LeasePlan launched SalaryPlan in 2010 and now has around 7,000 salary sacrifice vehicles. Adding insurance to SalaryPlan last year proved a popular move.

Dyer expects salary sacrifice numbers to more than double to 15,000 vehicles over the next three years.

“The thing we are learning, and we have improved a lot on, is the engagement with the employee population,” he says. “That is crucial to make it successful.”

LeasePlan has also witnessed a rise in the number of cash takers – some of whom use their cash to enter a salary sacrifice scheme.

“Cash takers are arguably a bigger segment now than the company vehicle segment full stop,” he says. “In that regard, you’re in the retail space.”

He puts growth down to company car policies becoming quite restrictive as well as the strength of manufacturer retail offers.

“When you compare it to what you pay in benefit-in-kind taxation you sit back and think ‘well, hold on a second, even though I’ve got this lovely proposition I’m interested in this’,” he says.

“Our job is to make the overall company car proposition still seem attractive – the fact that the company vehicle has all the services included and running costs are covered.

“We are looking to find additional routes to appeal and engage with cash allowance takers.”

Last year, LeasePlan embarked on its first TV ad campaign, aimed at cash takers and personal leasing.

“We have stopped referring to customers and drivers – it’s one and the same,” Dyer says.

LeasePlan’s 2020 strategy is for customers to “love leasing.
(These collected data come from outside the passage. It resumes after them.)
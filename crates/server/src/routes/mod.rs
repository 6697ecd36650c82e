use axum::routing::{get, post};
use axum::Router;

use crate::state::ApiState;

pub mod auth;
pub mod tasks;

pub fn router(state: ApiState) -> Router {
    Router::new()
        .route("/api/auth/register", post(auth::register))
        .route("/api/auth/login", post(auth::login))
        .route("/api/auth/me", get(auth::me))
        .route("/api/tasks/extract", post(tasks::extract))
        .route("/api/tasks/parse", post(tasks::parse))
        .route("/api/tasks", post(tasks::create).get(tasks::list))
        .route("/api/tasks/stats", get(tasks::stats))
        .route("/api/tasks/{id}", get(tasks::find).put(tasks::update).delete(tasks::remove))
        .with_state(state)
}
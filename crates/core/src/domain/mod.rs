pub mod candidate;
pub mod task;
pub mod user;
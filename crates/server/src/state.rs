use std::sync::Arc;

use taskmint_agent::TaskExtractor;
use taskmint_core::password::PasswordHasher;
use taskmint_db::{TaskRepository, UserRepository};

use crate::auth::TokenIssuer;
use crate::rate_limit::RateLimiter;

/// Shared per-request dependencies behind the axum router.
#[derive(Clone)]
pub struct ApiState {
    pub users: Arc<dyn UserRepository>,
    pub tasks: Arc<dyn TaskRepository>,
    pub extractor: Arc<TaskExtractor>,
    pub tokens: Arc<TokenIssuer>,
    pub hasher: PasswordHasher,
    pub limiter: Arc<RateLimiter>,
}
use chrono::{DateTime, Utc};
use serde::{Deserialize, Serialize};

use crate::errors::DomainError;

pub const MAX_USER_NAME_CHARS: usize = 50;
pub const MIN_PASSWORD_CHARS: usize = 6;

#[derive(Clone, Debug, PartialEq, Eq, Hash, Serialize, Deserialize)]
pub struct UserId(pub String);

/// Short-name to full-name mapping used by the prompt to resolve assignee
/// mentions ("ravi" -> "Ravi Kumar"). Read-only input to extraction.
#[derive(Clone, Debug, PartialEq, Eq, Serialize, Deserialize)]
#[serde(rename_all = "camelCase")]
pub struct ContactAlias {
    pub short_name: String,
    pub full_name: String,
}

#[derive(Clone, Debug, PartialEq, Serialize, Deserialize)]
pub struct User {
    pub id: UserId,
    pub name: String,
    pub email: String,
    #[serde(skip_serializing)]
    pub password_hash: String,
    pub contacts: Vec<ContactAlias>,
    pub created_at: DateTime<Utc>,
}

/// Minimal shape check; deliverability is not our concern.
pub fn validate_email(email: &str) -> Result<(), DomainError> {
    let Some((local, domain)) = email.split_once('@') else {
        return Err(DomainError::InvariantViolation(format!("invalid email address `{email}`")));
    };
    let domain_ok = domain.split_once('.').is_some_and(|(host, tld)| {
        !host.is_empty() && tld.len() >= 2 && !tld.ends_with('.')
    });
    if local.is_empty() || !domain_ok || email.contains(char::is_whitespace) {
        return Err(DomainError::InvariantViolation(format!("invalid email address `{email}`")));
    }
    Ok(())
}

pub fn validate_registration(name: &str, email: &str, password: &str) -> Result<(), DomainError> {
    let name = name.trim();
    if name.is_empty() || name.chars().count() > MAX_USER_NAME_CHARS {
        return Err(DomainError::InvariantViolation(format!(
            "name must be between 1 and {MAX_USER_NAME_CHARS} characters"
        )));
    }
    validate_email(email)?;
    if password.chars().count() < MIN_PASSWORD_CHARS {
        return Err(DomainError::InvariantViolation(format!(
            "password must be at least {MIN_PASSWORD_CHARS} characters"
        )));
    }
    // A password containing the user's first name is trivially guessable.
    if let Some(first_name) = name.split_whitespace().next() {
        if password.to_lowercase().contains(&first_name.to_lowercase()) {
            return Err(DomainError::InvariantViolation(
                "password should not contain your name".to_string(),
            ));
        }
    }
    Ok(())
}
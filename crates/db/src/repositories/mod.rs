use async_trait::async_trait;
use chrono::{DateTime, Utc};
use serde::Serialize;
use thiserror::Error;

use taskmint_core::domain::task::{Priority, Task, TaskDraft, TaskId, TaskStatus};
use taskmint_core::domain::user::{ContactAlias, User, UserId};

pub mod task;
pub mod user;

pub use task::SqlTaskRepository;
pub use user::SqlUserRepository;

#[derive(Debug, Error)]
pub enum RepositoryError {
    #[error("database error: {0}")]
    Database(#[from] sqlx::Error),
    #[error("decode error: {0}")]
    Decode(String),
}

impl RepositoryError {
    /// True when the underlying failure was a UNIQUE constraint violation
    /// (duplicate email on registration, most commonly).
    pub fn is_unique_violation(&self) -> bool {
        matches!(
            self,
            Self::Database(sqlx::Error::Database(db_error)) if db_error.is_unique_violation()
        )
    }
}

#[derive(Clone, Copy, Debug, Default, PartialEq, Eq)]
pub enum TaskSortKey {
    #[default]
    DueDate,
    Priority,
    CreatedAt,
}

impl TaskSortKey {
    pub fn parse(value: &str) -> Option<Self> {
        match value {
            "dueDate" | "due_date" => Some(Self::DueDate),
            "priority" => Some(Self::Priority),
            "createdAt" | "created_at" => Some(Self::CreatedAt),
            _ => None,
        }
    }
}

#[derive(Clone, Copy, Debug, Default, PartialEq, Eq)]
pub enum SortOrder {
    #[default]
    Asc,
    Desc,
}

impl SortOrder {
    pub fn parse(value: &str) -> Option<Self> {
        match value {
            "asc" => Some(Self::Asc),
            "desc" => Some(Self::Desc),
            _ => None,
        }
    }
}

#[derive(Clone, Debug)]
pub struct TaskListFilter {
    pub priority: Option<Priority>,
    pub sort: TaskSortKey,
    pub order: SortOrder,
    pub page: u32,
    pub limit: u32,
}

impl Default for TaskListFilter {
    fn default() -> Self {
        Self {
            priority: None,
            sort: TaskSortKey::default(),
            order: SortOrder::default(),
            page: 1,
            limit: 20,
        }
    }
}

#[derive(Clone, Debug, Serialize)]
#[serde(rename_all = "camelCase")]
pub struct TaskPage {
    pub tasks: Vec<Task>,
    pub total: u64,
    pub page: u32,
    pub limit: u32,
}

/// Partial update; `None` fields are left untouched. Clearing the optional
/// description requires an explicit `Some(None)`.
#[derive(Clone, Debug, Default)]
pub struct TaskPatch {
    pub task_name: Option<String>,
    pub assignee: Option<String>,
    pub due_date: Option<DateTime<Utc>>,
    pub priority: Option<Priority>,
    pub status: Option<TaskStatus>,
    pub description: Option<Option<String>>,
    pub confidence: Option<f64>,
}

#[derive(Clone, Copy, Debug, Default, PartialEq, Eq, Serialize)]
#[serde(rename_all = "camelCase")]
pub struct PriorityCounts {
    pub p1: u64,
    pub p2: u64,
    pub p3: u64,
    pub p4: u64,
}

#[derive(Clone, Copy, Debug, Default, PartialEq, Eq, Serialize)]
#[serde(rename_all = "camelCase")]
pub struct StatusCounts {
    pub todo: u64,
    pub in_progress: u64,
    pub completed: u64,
}

#[derive(Clone, Copy, Debug, Default, PartialEq, Eq, Serialize)]
#[serde(rename_all = "camelCase")]
pub struct TaskStats {
    pub total: u64,
    pub by_priority: PriorityCounts,
    pub by_status: StatusCounts,
}

#[async_trait]
pub trait TaskRepository: Send + Sync {
    /// Bulk create; all drafts are inserted in one transaction and come back
    /// with identity, ownership, and a creation timestamp assigned.
    async fn insert_many(
        &self,
        owner: &UserId,
        drafts: Vec<TaskDraft>,
    ) -> Result<Vec<Task>, RepositoryError>;

    async fn list(
        &self,
        owner: &UserId,
        filter: &TaskListFilter,
    ) -> Result<TaskPage, RepositoryError>;

    async fn find(&self, owner: &UserId, id: &TaskId) -> Result<Option<Task>, RepositoryError>;

    /// Returns the updated task, or `None` when the id does not exist for
    /// this owner. A foreign owner's task behaves exactly like not-found.
    async fn update(
        &self,
        owner: &UserId,
        id: &TaskId,
        patch: TaskPatch,
    ) -> Result<Option<Task>, RepositoryError>;

    /// Returns whether a row was deleted.
    async fn delete(&self, owner: &UserId, id: &TaskId) -> Result<bool, RepositoryError>;

    async fn stats(&self, owner: &UserId) -> Result<TaskStats, RepositoryError>;
}

#[derive(Clone, Debug)]
pub struct NewUser {
    pub name: String,
    pub email: String,
    pub password_hash: String,
    pub contacts: Vec<ContactAlias>,
}

#[async_trait]
pub trait UserRepository: Send + Sync {
    async fn create(&self, new_user: NewUser) -> Result<User, RepositoryError>;
    async fn find_by_email(&self, email: &str) -> Result<Option<User>, RepositoryError>;
    async fn find_by_id(&self, id: &UserId) -> Result<Option<User>, RepositoryError>;
}
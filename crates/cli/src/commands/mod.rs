pub mod config;
pub mod doctor;
pub mod migrate;
pub mod start;

use serde::Serialize;

#[derive(Debug, Clone)]
pub struct CommandResult {
    pub exit_code: u8,
    pub output: String,
}

#[derive(Debug, Serialize)]
struct CommandOutcome {
    command: String,
    status: String,
    error_class: Option<String>,
    message: String,
}

impl CommandResult {
    pub fn success(command: &str, message: impl Into<String>) -> Self {
        let payload = CommandOutcome {
            command: command.to_string(),
            status: "ok".to_string(),
            error_class: None,
            message: message.into(),
        };
        Self { exit_code: 0, output: serialize_payload(payload) }
    }

    pub fn failure(
        command: &str,
        error_class: &str,
        message: impl Into<String>,
        exit_code: u8,
    ) -> Self {
        let payload = CommandOutcome {
            command: command.to_string(),
            status: "error".to_string(),
            error_class: Some(error_class.to_string()),
            message: message.into(),
        };
        Self { exit_code, output: serialize_payload(payload) }
    }
}

fn serialize_payload(payload: CommandOutcome) -> String {
    serde_json::to_string(&payload).unwrap_or_else(|error| {
        format!(
            "{{\"command\":\"unknown\",\"status\":\"error\",\"error_class\":\"serialization\",\"message\":\"{}\"}}",
            error.to_string().replace('\\', "\\\\").replace('"', "\\\"")
        )
    })
}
We want people who use our services on a day-to-day basis to feel an attachment to them”, Dyer says. “We’re going to energise the organisation behind that ambition.”

Digital has a key part to play in that strategy.
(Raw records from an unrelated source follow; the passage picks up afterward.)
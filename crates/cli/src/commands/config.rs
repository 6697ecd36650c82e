use std::env;
use std::fs;
use std::path::{Path, PathBuf};

use taskmint_core::config::{AppConfig, LoadOptions};
use toml::Value;

pub fn run() -> String {
    let config = match AppConfig::load(LoadOptions::default()) {
        Ok(config) => config,
        Err(error) => return format!("config validation failed: {error}"),
    };

    let config_file_path = detect_config_path();
    let config_file_doc = load_config_file_doc(config_file_path.as_deref());

    let source = |key_path: &str, env_key: &str| {
        field_source(key_path, env_key, config_file_doc.as_ref(), config_file_path.as_deref())
    };

    let mut lines = vec!["effective config (source precedence: env > file > default):".to_string()];

    lines.push(render_line(
        "database.url",
        &config.database.url,
        source("database.url", "TASKMINT_DATABASE_URL"),
    ));
    lines.push(render_line(
        "database.max_connections",
        &config.database.max_connections.to_string(),
        source("database.max_connections", "TASKMINT_DATABASE_MAX_CONNECTIONS"),
    ));
    lines.push(render_line(
        "database.timeout_secs",
        &config.database.timeout_secs.to_string(),
        source("database.timeout_secs", "TASKMINT_DATABASE_TIMEOUT_SECS"),
    ));

    lines.push(render_line(
        "auth.jwt_secret",
        "<redacted>",
        source("auth.jwt_secret", "TASKMINT_AUTH_JWT_SECRET"),
    ));
    lines.push(render_line(
        "auth.token_ttl_secs",
        &config.auth.token_ttl_secs.to_string(),
        source("auth.token_ttl_secs", "TASKMINT_AUTH_TOKEN_TTL_SECS"),
    ));
    lines.push(render_line(
        "auth.password_iterations",
        &config.auth.password_iterations.to_string(),
        source("auth.password_iterations", "TASKMINT_AUTH_PASSWORD_ITERATIONS"),
    ));

    lines.push(render_line(
        "llm.provider",
        &format!("{:?}", config.llm.provider),
        source("llm.provider", "TASKMINT_LLM_PROVIDER"),
    ));
    lines.push(render_line(
        "llm.model",
        &config.llm.model,
        source("llm.model", "TASKMINT_LLM_MODEL"),
    ));
    lines.push(render_line(
        "llm.base_url",
        config.llm.base_url.as_deref().unwrap_or("<unset>"),
        source("llm.base_url", "TASKMINT_LLM_BASE_URL"),
    ));
    let llm_api_key = if config.llm.api_key.is_some() { "<redacted>" } else { "<unset>" };
    lines.push(render_line(
        "llm.api_key",
        llm_api_key,
        source("llm.api_key", "TASKMINT_LLM_API_KEY"),
    ));

    lines.push(render_line(
        "extraction.reference_utc_offset_minutes",
        &config.extraction.reference_utc_offset_minutes.to_string(),
        source("extraction.reference_utc_offset_minutes", "TASKMINT_EXTRACTION_UTC_OFFSET_MINUTES"),
    ));
    lines.push(render_line(
        "extraction.max_input_chars",
        &config.extraction.max_input_chars.to_string(),
        source("extraction.max_input_chars", "TASKMINT_EXTRACTION_MAX_INPUT_CHARS"),
    ));

    lines.push(render_line(
        "server.bind_address",
        &config.server.bind_address,
        source("server.bind_address", "TASKMINT_SERVER_BIND_ADDRESS"),
    ));
    lines.push(render_line(
        "server.api_port",
        &config.server.api_port.to_string(),
        source("server.api_port", "TASKMINT_SERVER_API_PORT"),
    ));
    lines.push(render_line(
        "server.health_check_port",
        &config.server.health_check_port.to_string(),
        source("server.health_check_port", "TASKMINT_SERVER_HEALTH_CHECK_PORT"),
    ));

    lines.push(render_line(
        "logging.level",
        &config.logging.level,
        source("logging.level", "TASKMINT_LOGGING_LEVEL"),
    ));
    lines.push(render_line(
        "logging.format",
        &format!("{:?}", config.logging.format),
        source("logging.format", "TASKMINT_LOGGING_FORMAT"),
    ));

    lines.join("\n")
}

fn detect_config_path() -> Option<PathBuf> {
    let root = PathBuf::from("taskmint.toml");
    if root.exists() {
        return Some(root);
    }

    let nested = PathBuf::from("config/taskmint.toml");
    if nested.exists() {
        return Some(nested);
    }

    None
}

fn load_config_file_doc(path: Option<&Path>) -> Option<Value> {
    let path = path?;
    let raw = fs::read_to_string(path).ok()?;
    raw.parse::<Value>().ok()
}

fn field_source(
    key_path: &str,
    env_key: &str,
    config_file_doc: Option<&Value>,
    config_file_path: Option<&Path>,
) -> String {
    if env::var_os(env_key).is_some() {
        return format!("env ({env_key})");
    }

    if let Some(doc) = config_file_doc {
        if contains_path(doc, key_path) {
            let file_path = config_file_path
                .map(|path| path.display().to_string())
                .unwrap_or_else(|| "config file".to_string());
            return format!("file ({file_path})");
        }
    }

    "default".to_string()
}

fn contains_path(root: &Value, key_path: &str) -> bool {
    let mut current = root;
    for key in key_path.split('.') {
        let Some(next) = current.get(key) else {
            return false;
        };
        current = next;
    }
    true
}

fn render_line(key: &str, value: &str, source: String) -> String {
    format!("- {key} = {value} (source: {source})")
}
//! Extraction pipeline - natural language in, structured task candidates out
//!
//! This crate turns free-form text ("remind ravi to send the deck by friday")
//! into validated `TaskCandidate` records:
//!
//! 1. **Prompt Construction** (`prompt`) - Embed time, user, and contact
//!    context into a single instruction block
//! 2. **Completion** (`llm`) - One call through the pluggable `LlmClient`
//!    trait (Gemini or Ollama behind the same seam)
//! 3. **Normalization** (`normalize`) - Repair the untrusted JSON the model
//!    returns, field by field, with confidence capping
//!
//! # Key Types
//!
//! - `TaskExtractor` - Main orchestrator (see `extractor` module)
//! - `LlmClient` - Pluggable completion trait
//! - `ExtractionError` - Why an extraction run produced nothing
//!
//! # Trust Principle
//!
//! The model output is never trusted. Every field is checked and repaired
//! deterministically; a repair that loses information lowers the candidate's
//! confidence, and a response that is not a JSON array of objects is a hard
//! failure rather than a guess.

pub mod extractor;
pub mod llm;
pub mod normalize;
pub mod prompt;

pub use extractor::{ExtractionError, TaskExtractor};
pub use llm::{build_llm_client, GeminiClient, LlmClient, OllamaClient};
 “I would put digital and data excellence as an outstanding priority for us,” Dyer says. “I think digital will change the game in a lot of ways. It opens the ability to have relationships on a daily basis with all your key stakeholders, particularly your customers. Digital allows us the reach to ensure that we’re respecting our drivers as customers and that we’re able to have regular touch points with them.”

LeasePlan has started using instant feedback, which means that a driver rates the service at the point of using it. At the moment it is available on tyres, but will be rolled out to other services in the next 12 months.

“When we get that feedback we need to act on it and make sure the experience remains strong,” Dyer says. He adds that LeasePlan has “a strong commitment to customer loyalty” and conducts a detailed loyalty survey every year across all key customer segments.

The results last year continued the trend where the large majority of customers achieve the status of ‘retained’ and ‘highly retained’.

Last year, LeasePlan extended contracts with several key corporate customers, representing a fleet potential in excess of 15,000 vehicles.

LeasePlan recently launched a new portal, as well as a new quote and order tool.

“Leasing companies have got to invest in digital development,” Dyer says. “In the past, you may have invested in something once every five or six years and once you were done you moved on. That’s not the world anymore.

“The world has got used to a release mindset, because you get your new iPhone and new operating system on a regular basis.” Digital tools also allow customers to “interact in the way they want to”.

“Some of our customers do not want to have to speak to us,” Dyer says. “They want to interact with us, they want to have a relationship with us, but that doesn’t necessarily mean they want to speak to us. Some do, some would much prefer to pick up the phone, so we’ve got to be able to cater for those different preferences.”